Many of us would happily import the vaccine and pay for it ourselves to protect our much loved and precious horses, but we will be prosecuted if we do. And our wonderful border security would pick up and destroy any vaccine being imported, it's just a pity that those same authorities relaxed the quarantine laws for thoroughbreds so much that they managed to bring it into the country. In the meantime our Industry is being decimated, and we are being directed by the beauracratic equivalent of the Keyston Cops. The average 8yr old with that precious pony that has become the medias' view of the rest of the horse world, would have had a better understanding of our industry and much better management skills. I have been passionately involved in horses since I was 4yrs old, I have spent 30yrs breeding horses, building up a small but successful stud. I am not eligible for any compensation, and I don't particularly want any, there are much more deserving cases out there that will lose businesses, homes, and they will be lost to the horse industry forever.

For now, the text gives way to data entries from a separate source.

//! Prompt text for the LLM backend and the assistant's opening turn.

/// System directive for the LLM-backed health assistant.
pub const HEALTH_ASSISTANT_SYSTEM_DIRECTIVE: &str = r#####"
You are an AI health assistant for Community Health Workers (CHWs) in rural India.
Your role is to provide protocol-based medical guidance following WHO and Indian RCH standards.

Key responsibilities:
- Provide clear, actionable advice for pregnancy care (ANC/PNC)
- Guide on child health, vaccination schedules
- Help identify danger signs and when to refer patients
- Offer nutrition guidance
- Support decision-making for common illnesses

CRITICAL: Always flag high-risk conditions that require immediate referral.
Keep responses concise, practical, and easy to understand for field workers.
"#####;

/// Opening assistant turn of every session.
pub const ASSISTANT_GREETING: &str = "Hello! I'm your AI health assistant. You can ask me about:\n\n• Pregnancy care (ANC/PNC)\n• Child health & vaccination\n• Common illnesses\n• Nutrition guidance\n• When to refer\n\nHow can I help you today?";

/// Canned questions offered before the first submission.
pub const QUICK_QUESTIONS: [&str; 4] = [
    "Danger signs in pregnancy",
    "Child vaccination schedule",
    "Managing fever in children",
    "Nutrition for pregnant women",
];

/// The language line appended to the system directive.
pub fn language_directive(language: &str) -> String {
    let language = if language.eq_ignore_ascii_case("en") { "English" } else { "the local language requested" };

    format!("Language: Respond in {language}.")
}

What I want is the right to protect my horses from a disease which was allowed in by the very idiots who are now denying me access to vaccines. It won't stop my horses getting it, but it does turn a potential disaster into a sniffle. The vaccines are out there, there is a stockpile in the USA and South Africa, and like all vaccines they have a use by date. It's true that no horse, just like no human, dies of Influenza. They die or are permanently damaged by the secondary infections and complications. The flow on effects when a huge industry like ours which puts so much into the community in both economic and social areas will be massive and horse racing is such a very small portion of it.

I am just an average person getting much less than the average wage. I was that little girl who loved her pony! I dreamed of breeding horses and my dream came true - with the inevitable joys, tragedies and heartaches that brings. But I never believed that a Government or a Govt Dept. could be so inept as to deliberately put my precious horses in harms way when there always was an alternative. We need more vaccines and they need to be made available to everybody in the Red Zone who wants them. Governments and their departments need to realise, that while we don't have a collective voice, we do all have a vote!